With the delays, the newborn’s bilirubin levels increased. Another mother opted for her baby to be discharged from a unit to give Tonbra a chance. No sooner had he settled into the unit when darkness struck due to power outage – a typical Nigerian narrative. 

Still shuddering from the experience, Virtue said, “There was no available working generator or charged inverter in the neonatal intensive care unit at that time. My spirit went cold!”

The little fighter managed to stay on, for an emergency blood transfusion and was able to get into a phototherapy unit which became home for the next eight days. 

It was only after her son had been stabilised, discharged and explanations of the odds against him in the preceding days, that Virtue understood the dangers which threatened his living a full healthy life. The dangers included cerebral palsy, brain damage, deafness, blindness, mental retardation, slow developmental stages and even death. “We had escaped all these by whiskers.”

She said, “As we got home, I recovered slowly from the whole episode and decided to read more about it. I realised neonatal jaundice isn’t as simple as it seems. I listed down the visible problems we had encountered in hospital – lack of phototherapy units, epileptic power supply, cost and dehydration of the baby while under the lights.”

This experience birthed Crib a’glow, a home-grown innovation Virtue developed, to end neonatal jaundice while addressing the challenges her son had to overcome. 

Crib a’glow is a low-cost, solar powered neonatal phototherapy device that delivers high intensity in low resource areas were babies die from jaundice. 

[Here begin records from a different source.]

impl Lexer {
    pub fn new(input: &str) -> Self {
        Lexer {
            input: input.chars().collect(),
            position: 0,
            line: 1,
            column: 1,
            indent_stack: vec![0],
            bracket_depth: 0,
            at_line_start: true,
            tokens: Vec::new(),
        }
    }

    /// Tokenize the entire input
    pub fn tokenize(&mut self) -> Result<Vec<Token>, LexError> {
        loop {
            if self.at_line_start && self.bracket_depth == 0 {
                if self.handle_indentation()? {
                    continue;
                }
                if self.is_at_end() {
                    break;
                }
            }
            if self.is_at_end() {
                break;
            }

            let c = self.current_char();
            match c {
                ' ' | '\t' | '\r' | '\u{feff}' => {
                    self.advance();
                }
                '#' => self.skip_comment(),
                '\\' if self.peek_char(1) == Some('\n') => {
                    self.advance();
                    self.advance();
                }
                '\n' => {
                    let location = self.current_location();
                    self.advance();
                    if self.bracket_depth == 0 {
                        self.push(TokenKind::Newline, location);
                        self.at_line_start = true;
                    }
                }
                '0'..='9' => self.read_number()?,
                '.' if self.peek_char(1).is_some_and(|d| d.is_ascii_digit()) => {
                    self.read_number()?
                }
                '"' | '\'' => self.read_string(false, false)?,
                c if c.is_alphabetic() || c == '_' => self.read_word()?,
                _ => self.read_operator()?,
            }
        }

        let location = self.current_location();
        if self
            .tokens
            .last()
            .is_some_and(|t| t.kind != TokenKind::Newline)
        {
            self.push(TokenKind::Newline, location);
        }
        while self.indent_stack.len() > 1 {
            self.indent_stack.pop();
            self.push(TokenKind::Dedent, location);
        }
        self.push(TokenKind::Eof, location);

        Ok(std::mem::take(&mut self.tokens))
    }

    /// Measure the indentation of a fresh line and emit `Indent`/`Dedent`.
    ///
    /// Returns `true` when the line was blank and has been consumed.
    fn handle_indentation(&mut self) -> Result<bool, LexError> {
        let mut width = 0;
        while !self.is_at_end() {
            match self.current_char() {
                ' ' => width += 1,
                '\t' => width = (width / 8 + 1) * 8,
                '\r' | '\u{feff}' => {}
                _ => break,
            }
            self.advance();
        }

        if self.is_at_end() {
            return Ok(false);
        }
        match self.current_char() {
            '\n' => {
                self.advance();
                return Ok(true);
            }
            '#' => {
                self.skip_comment();
                return Ok(true);
            }
            _ => {}
        }

        self.at_line_start = false;
        let location = self.current_location();
        let current = self.indent_stack.last().copied().unwrap_or(0);

        if width > current {
            self.indent_stack.push(width);
            self.push(TokenKind::Indent, location);
        } else if width < current {
            while self.indent_stack.last().is_some_and(|&w| w > width) {
                self.indent_stack.pop();
                self.push(TokenKind::Dedent, location);
            }
            if self.indent_stack.last().copied().unwrap_or(0) != width {
                return Err(LexError {
                    message: "unindent does not match any outer indentation level".to_string(),
                    location,
                });
            }
        }
        Ok(false)
    }

    fn skip_comment(&mut self) {
        while !self.is_at_end() && self.current_char() != '\n' {
            self.advance();
        }
    }

    fn read_number(&mut self) -> Result<(), LexError> {
        let location = self.current_location();

        if self.current_char() == '0' {
            let radix = match self.peek_char(1) {
                Some('x' | 'X') => Some(16),
                Some('b' | 'B') => Some(2),
                Some('o' | 'O') => Some(8),
                _ => None,
            };
            if let Some(radix) = radix {
                self.advance();
                self.advance();
                let mut digits = String::new();
                while !self.is_at_end()
                    && (self.current_char().is_digit(radix) || self.current_char() == '_')
                {
                    if self.current_char() != '_' {
                        digits.push(self.current_char());
                    }
                    self.advance();
                }
                let value = i64::from_str_radix(&digits, radix).map_err(|_| LexError {
                    message: "invalid integer literal".to_string(),
                    location,
                })?;
                self.push(TokenKind::Int(value), location);
                return Ok(());
            }
        }

        let mut text = String::new();
        let mut is_float = false;
        while !self.is_at_end() {
            let c = self.current_char();
            if c.is_ascii_digit() {
                text.push(c);
            } else if c == '_' {
                // digit separator
            } else if c == '.' && !is_float && !text.contains('e') {
                is_float = true;
                text.push(c);
            } else if (c == 'e' || c == 'E') && !text.contains('e') {
                let sign = self.peek_char(1);
                let digit_after = match sign {
                    Some('+' | '-') => self.peek_char(2),
                    other => other,
                };
                if !digit_after.is_some_and(|d| d.is_ascii_digit()) {
                    break;
                }
                is_float = true;
                text.push('e');
                if let Some(s @ ('+' | '-')) = sign {
                    self.advance();
                    text.push(s);
                }
            } else {
                break;
            }
            self.advance();
        }

        if is_float {
            let value: f64 = text.parse().map_err(|_| LexError {
                message: format!("invalid number literal '{}'", text),
                location,
            })?;
            self.push(TokenKind::Float(value), location);
        } else {
            let value: i64 = text.parse().map_err(|_| LexError {
                message: format!("integer literal '{}' is too large", text),
                location,
            })?;
            self.push(TokenKind::Int(value), location);
        }
        Ok(())
    }

    fn read_word(&mut self) -> Result<(), LexError> {
        let location = self.current_location();
        let mut word = String::new();
        while !self.is_at_end() {
            let c = self.current_char();
            if c.is_alphanumeric() || c == '_' {
                word.push(c);
                self.advance();
            } else {
                break;
            }
        }

        // String prefixes: f"..", r"..", rf"..", b".."
        if matches!(self.current_char_opt(), Some('"' | '\'')) {
            let lower = word.to_ascii_lowercase();
            if matches!(lower.as_str(), "f" | "r" | "rf" | "fr" | "b" | "u") {
                let raw = lower.contains('r');
                let formatted = lower.contains('f');
                self.read_string(raw, formatted)?;
                if let Some(last) = self.tokens.last_mut() {
                    last.location = location;
                }
                return Ok(());
            }
        }

        let kind = TokenKind::keyword(&word).unwrap_or(TokenKind::Ident(word));
        self.push(kind, location);
        Ok(())
    }

    fn read_string(&mut self, raw: bool, formatted: bool) -> Result<(), LexError> {
        let location = self.current_location();
        let quote = self.current_char();
        let triple = self.peek_char(1) == Some(quote) && self.peek_char(2) == Some(quote);
        let quote_len = if triple { 3 } else { 1 };
        for _ in 0..quote_len {
            self.advance();
        }

        let mut value = String::new();
        loop {
            if self.is_at_end() {
                return Err(LexError {
                    message: "unterminated string literal".to_string(),
                    location,
                });
            }
            let c = self.current_char();
            if c == quote
                && (!triple
                    || (self.peek_char(1) == Some(quote) && self.peek_char(2) == Some(quote)))
            {
                for _ in 0..quote_len {
                    self.advance();
                }
                break;
            }
            if c == '\n' && !triple {
                return Err(LexError {
                    message: "unterminated string literal".to_string(),
                    location,
                });
            }
            if c == '\\' && !raw {
                self.advance();
                if self.is_at_end() {
                    continue;
                }
                let escaped = self.current_char();
                match escaped {
                    'n' => value.push('\n'),
                    't' => value.push('\t'),
                    'r' => value.push('\r'),
                    '0' => value.push('\0'),
                    '\\' => value.push('\\'),
                    '\'' => value.push('\''),
                    '"' => value.push('"'),
                    '\n' => {}
                    other => {
                        value.push('\\');
                        value.push(other);
                    }
                }
                self.advance();
                continue;
            }
            value.push(c);
            self.advance();
        }

        let kind = if formatted {
            TokenKind::FString(value)
        } else {
            TokenKind::Str(value)
        };
        self.push(kind, location);
        Ok(())
    }

    fn read_operator(&mut self) -> Result<(), LexError> {
        let location = self.current_location();
        let c = self.current_char();
        let next = self.peek_char(1);
        let third = self.peek_char(2);

        let (kind, len) = match (c, next, third) {
            ('*', Some('*'), _) => (TokenKind::DoubleStar, 2),
            ('/', Some('/'), Some('=')) => (TokenKind::DoubleSlashEq, 3),
            ('/', Some('/'), _) => (TokenKind::DoubleSlash, 2),
            ('<', Some('<'), _) => (TokenKind::Shl, 2),
            ('>', Some('>'), _) => (TokenKind::Shr, 2),
            ('=', Some('='), _) => (TokenKind::EqEq, 2),
            ('!', Some('='), _) => (TokenKind::NotEq, 2),
            ('<', Some('='), _) => (TokenKind::Le, 2),
            ('>', Some('='), _) => (TokenKind::Ge, 2),
            ('+', Some('='), _) => (TokenKind::PlusEq, 2),
            ('-', Some('='), _) => (TokenKind::MinusEq, 2),
            ('*', Some('='), _) => (TokenKind::StarEq, 2),
            ('/', Some('='), _) => (TokenKind::SlashEq, 2),
            ('%', Some('='), _) => (TokenKind::PercentEq, 2),
            ('+', _, _) => (TokenKind::Plus, 1),
            ('-', _, _) => (TokenKind::Minus, 1),
            ('*', _, _) => (TokenKind::Star, 1),
            ('/', _, _) => (TokenKind::Slash, 1),
            ('%', _, _) => (TokenKind::Percent, 1),
            ('&', _, _) => (TokenKind::Amp, 1),
            ('|', _, _) => (TokenKind::Pipe, 1),
            ('^', _, _) => (TokenKind::Caret, 1),
            ('~', _, _) => (TokenKind::Tilde, 1),
            ('<', _, _) => (TokenKind::Lt, 1),
            ('>', _, _) => (TokenKind::Gt, 1),
            ('=', _, _) => (TokenKind::Assign, 1),
            ('(', _, _) => (TokenKind::LParen, 1),
            (')', _, _) => (TokenKind::RParen, 1),
            ('[', _, _) => (TokenKind::LBracket, 1),
            (']', _, _) => (TokenKind::RBracket, 1),
            ('{', _, _) => (TokenKind::LBrace, 1),
            ('}', _, _) => (TokenKind::RBrace, 1),
            (',', _, _) => (TokenKind::Comma, 1),
            (':', _, _) => (TokenKind::Colon, 1),
            ('.', _, _) => (TokenKind::Dot, 1),
            (';', _, _) => (TokenKind::Semicolon, 1),
            _ => {
                return Err(LexError {
                    message: format!("invalid character '{}'", c),
                    location,
                })
            }
        };

        match kind {
            TokenKind::LParen | TokenKind::LBracket | TokenKind::LBrace => {
                self.bracket_depth += 1
            }
            TokenKind::RParen | TokenKind::RBracket | TokenKind::RBrace => {
                self.bracket_depth = self.bracket_depth.saturating_sub(1)
            }
            _ => {}
        }

        for _ in 0..len {
            self.advance();
        }
        self.push(kind, location);
        Ok(())
    }

    fn push(&mut self, kind: TokenKind, location: SourceLocation) {
        self.tokens.push(Token { kind, location });
    }

    fn current_char(&self) -> char {
        self.input[self.position]
    }

    fn current_char_opt(&self) -> Option<char> {
        self.input.get(self.position).copied()
    }

    fn peek_char(&self, offset: usize) -> Option<char> {
        self.input.get(self.position + offset).copied()
    }

    fn advance(&mut self) {
        if let Some(&c) = self.input.get(self.position) {
            self.position += 1;
            if c == '\n' {
                self.line += 1;
                self.column = 1;
            } else {
                self.column += 1;
            }
        }
    }

    fn is_at_end(&self) -> bool {
        self.position >= self.input.len()
    }

    fn current_location(&self) -> SourceLocation {
        SourceLocation::new(self.line, self.column)
    }
}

The mother of two, a Fine Artist with a specialty in Graphics and Product Designing, developed it with the help of medical doctors, engineers and biomedical engineers, to come up with a solution that breaks the barrier of availability, electricity, dehydration and cost in phototherapy treatment.

Jaundice is a very common condition among newborns and its treatment also easy, with options including phototherapy, blood transfusion and pharmacotherapy. 

Abah said, “The cost of using a phototherapy unit is between N300 to N500 per day in public health facilities,” It however, cost Virtue an additional N200, 000 including miscellaneous like hand gloves, food and syringes, among others, in the public hospital in Bayelsa, South South Nigeria, where her son was admitted.

Over 40% of infants lack access to phototherapy treatment because of poor or lack of electricity and the cost of using the phototherapy unit. Depending on the severity, treatment in a unit could be for a maximum of three days and in some cases up to two weeks. But where it goes beyond this, then there is no need for the unit as it has become a case of conjugated bilirubin, not jaundice.

After four failed attempts, Virtue and her team succeeded the fifth time. The unit which costs $420 and can be hired, is currently being used in hospitals across Nigeria, with plans underway for export to Ghana.

Regardless, there are still hurdles to contend with.

According to Virtue, “Our major challenge is within the hospitals and the bureaucratic bottleneck in government. However, we are working on that already.  We are using a marketing strategy and are gradually breaking in. Crib a’glow is not a luxury product. It is a need we’re meeting and I believe businesses that fulfil needs will eventually have good patronage.”

For the entrepreneurial mum, in addition to meeting the standard of phototherapy in developing countries, smaller communities in developed countries can also have access to the Crib a’glow in their homes.